AIM OF THE EXERCISE | Copy each line from the data that has the word "identity" in it.

SOURCE MATERIAL |
Start of Block
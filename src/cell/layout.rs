use super::{Cell, CellBuilder, CellContext, CellSlice, HashBytes, Load, Store};
use crate::error::Error;

/// Amount of data bits and references.
#[derive(Debug, Default, Clone, Copy, Eq, PartialEq, Ord, PartialOrd, Hash)]
pub struct Size {
    /// Amount of data bits.
    pub bits: u16,
    /// Amount of references.
    pub refs: u8,
}

impl Size {
    /// The additive identity for this type, i.e. `0`.
    pub const ZERO: Self = Self { bits: 0, refs: 0 };

    /// The multiplicative bits identity for this type, i.e. `1 bit`.
    pub const BIT: Self = Self { bits: 1, refs: 0 };

    /// The multiplicative refs identity for this type, i.e. `1 ref`.
    pub const REF: Self = Self { bits: 0, refs: 1 };

    /// Saturating size addition. Computes self + rhs for bits and refs,
    /// saturating at the numeric bounds instead of overflowing.
    #[inline]
    pub const fn saturating_add(self, rhs: Self) -> Self {
        Self {
            bits: self.bits.saturating_add(rhs.bits),
            refs: self.refs.saturating_add(rhs.refs),
        }
    }

    /// Returns true if the number of bits and refs is in the valid range for the cell.
    #[inline]
    pub const fn fits_into_cell(&self) -> bool {
        self.bits <= super::MAX_BIT_LEN && self.refs as usize <= super::MAX_REF_COUNT
    }
}

impl std::ops::Add for Size {
    type Output = Self;

    #[inline]
    fn add(mut self, rhs: Self) -> Self::Output {
        self += rhs;
        self
    }
}

impl std::ops::AddAssign for Size {
    #[inline]
    fn add_assign(&mut self, rhs: Self) {
        self.bits += rhs.bits;
        self.refs += rhs.refs;
    }
}

/// Type with a known size in bits and refs.
///
/// For value-dependent layouts (var-uints, addresses, options) the size
/// is computed for the current value.
pub trait ExactSize {
    /// Exact size of the value when it is stored in a slice.
    fn exact_size(&self) -> Size;
}

impl<T: ExactSize + ?Sized> ExactSize for &T {
    #[inline]
    fn exact_size(&self) -> Size {
        T::exact_size(self)
    }
}

impl<T: ExactSize + ?Sized> ExactSize for Box<T> {
    #[inline]
    fn exact_size(&self) -> Size {
        T::exact_size(self)
    }
}

impl<T: ExactSize> ExactSize for Option<T> {
    #[inline]
    fn exact_size(&self) -> Size {
        let mut size = Size::BIT;
        if let Some(value) = self {
            size += value.exact_size();
        }
        size
    }
}

impl ExactSize for CellSlice<'_> {
    #[inline]
    fn exact_size(&self) -> Size {
        self.size()
    }
}

impl ExactSize for CellBuilder {
    #[inline]
    fn exact_size(&self) -> Size {
        Size {
            bits: self.bit_len(),
            refs: self.reference_count(),
        }
    }
}

impl ExactSize for Cell {
    #[inline]
    fn exact_size(&self) -> Size {
        Size::REF
    }
}

macro_rules! strip_plus {
    (+ $($rest:tt)*) => {
        $($rest)*
    }
}

macro_rules! impl_exact_size_for_tuples {
    ($( ($($tt:tt: $t:ident),+) ),*$(,)?) => {$(
        impl<$($t: ExactSize),+> ExactSize for ($($t),*,) {
            fn exact_size(&self) -> Size {
                strip_plus!($(+ ExactSize::exact_size(&self.$tt))+)
            }
        }
    )*};
}

impl_exact_size_for_tuples! {
    (0: T0, 1: T1),
    (0: T0, 1: T1, 2: T2),
    (0: T0, 1: T1, 2: T2, 3: T3),
}

macro_rules! impl_exact_size_for_primitives {
    ($($bits:literal => [$($t:ty),*]),*$(,)?) => {$($(
        impl ExactSize for $t {
            #[inline]
            fn exact_size(&self) -> Size {
                Size { bits: $bits, refs: 0 }
            }
        }
    )*)*};
}

impl_exact_size_for_primitives! {
    0 => [()],
    1 => [bool],
    8 => [u8, i8],
    16 => [u16, i16],
    32 => [u32, i32],
    64 => [u64, i64],
    128 => [u128, i128],
    256 => [HashBytes],
}

impl<const N: usize> ExactSize for [u8; N] {
    #[inline]
    fn exact_size(&self) -> Size {
        Size {
            bits: (N * 8) as u16,
            refs: 0,
        }
    }
}

/// Value which is stored either inline or in a child cell
/// (`Either X ^X`).
///
/// On store, the value is inlined when the builder has enough capacity
/// for the tag bit and the value itself, otherwise it is demoted to a
/// separate cell.
#[derive(Debug, Clone, Eq, PartialEq)]
pub struct SliceOrCell<T>(pub T);

impl<T: Store + ExactSize> Store for SliceOrCell<T> {
    fn store_into(
        &self,
        builder: &mut CellBuilder,
        context: &dyn CellContext,
    ) -> Result<(), Error> {
        let size = self.0.exact_size();
        if builder.has_capacity(1 + size.bits, size.refs) {
            let snapshot = builder.snapshot();
            ok!(builder.store_bit_zero());
            match self.0.store_into(builder, context) {
                Ok(()) => Ok(()),
                Err(e) => {
                    builder.restore(snapshot);
                    Err(e)
                }
            }
        } else {
            if !builder.has_capacity(1, 1) {
                return Err(Error::CellOverflow);
            }
            let cell = ok!(CellBuilder::build_from_ext(&self.0, context));
            ok!(builder.store_bit_one());
            builder.store_reference(cell)
        }
    }
}

impl<'a, T: Load<'a>> Load<'a> for SliceOrCell<T> {
    fn load_from(slice: &mut CellSlice<'a>) -> Result<Self, Error> {
        let prev = *slice;
        let result = if ok!(slice.load_bit()) {
            match slice.load_reference() {
                Ok(cell) => match cell.as_slice() {
                    Ok(mut child) => T::load_from(&mut child),
                    Err(e) => Err(e),
                },
                Err(e) => Err(e),
            }
        } else {
            T::load_from(slice)
        };

        match result {
            Ok(value) => Ok(Self(value)),
            Err(e) => {
                *slice = prev;
                Err(e)
            }
        }
    }
}

impl<T: ExactSize> SliceOrCell<T> {
    /// Returns whether the value will be inlined into the builder.
    #[inline]
    pub fn fits_inline(&self, builder: &CellBuilder) -> bool {
        let size = self.0.exact_size();
        builder.has_capacity(1 + size.bits, size.refs)
    }
}

#[cfg(test)]
mod tests {
    use super::*;
    use crate::cell::MAX_BIT_LEN;

    #[test]
    fn sizes() {
        assert_eq!((1u8, 2u32).exact_size(), Size { bits: 40, refs: 0 });
        assert_eq!(Some(Cell::empty_cell()).exact_size(), Size { bits: 1, refs: 1 });
        assert_eq!(None::<u64>.exact_size(), Size::BIT);
        assert!(Size { bits: MAX_BIT_LEN, refs: 4 }.fits_into_cell());
        assert!(!(Size { bits: MAX_BIT_LEN, refs: 4 } + Size::BIT).fits_into_cell());
    }

    #[test]
    fn slice_or_cell_inline() {
        let mut builder = CellBuilder::new();
        builder.store_u32(1).unwrap();
        SliceOrCell(0xdeadbeafu32)
            .store_into(&mut builder, Cell::empty_context())
            .unwrap();
        assert_eq!(builder.bit_len(), 32 + 1 + 32);
        assert_eq!(builder.reference_count(), 0);

        let cell = builder.build().unwrap();
        let mut slice = cell.as_slice().unwrap();
        slice.skip_first(32, 0).unwrap();
        let SliceOrCell(value) = slice.load::<SliceOrCell<u32>>().unwrap();
        assert_eq!(value, 0xdeadbeaf);
        slice.end_parse().unwrap();
    }

    #[test]
    fn slice_or_cell_demoted() {
        let mut builder = CellBuilder::new();
        builder.store_zeros(MAX_BIT_LEN - 20).unwrap();

        let value = SliceOrCell(0xdeadbeafu32);
        assert!(!value.fits_inline(&builder));
        value.store_into(&mut builder, Cell::empty_context()).unwrap();
        assert_eq!(builder.bit_len(), MAX_BIT_LEN - 19);
        assert_eq!(builder.reference_count(), 1);

        let cell = builder.build().unwrap();
        let mut slice = cell.as_slice().unwrap();
        slice.skip_first(MAX_BIT_LEN - 20, 0).unwrap();
        assert_eq!(slice.load::<SliceOrCell<u32>>().unwrap(), value);
        slice.end_parse().unwrap();
    }
}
End of Block
THE COMPLETED TASK |
    /// The additive identity for this type, i.e. `0`.
    /// The multiplicative bits identity for this type, i.e. `1 bit`.
    /// The multiplicative refs identity for this type, i.e. `1 ref`.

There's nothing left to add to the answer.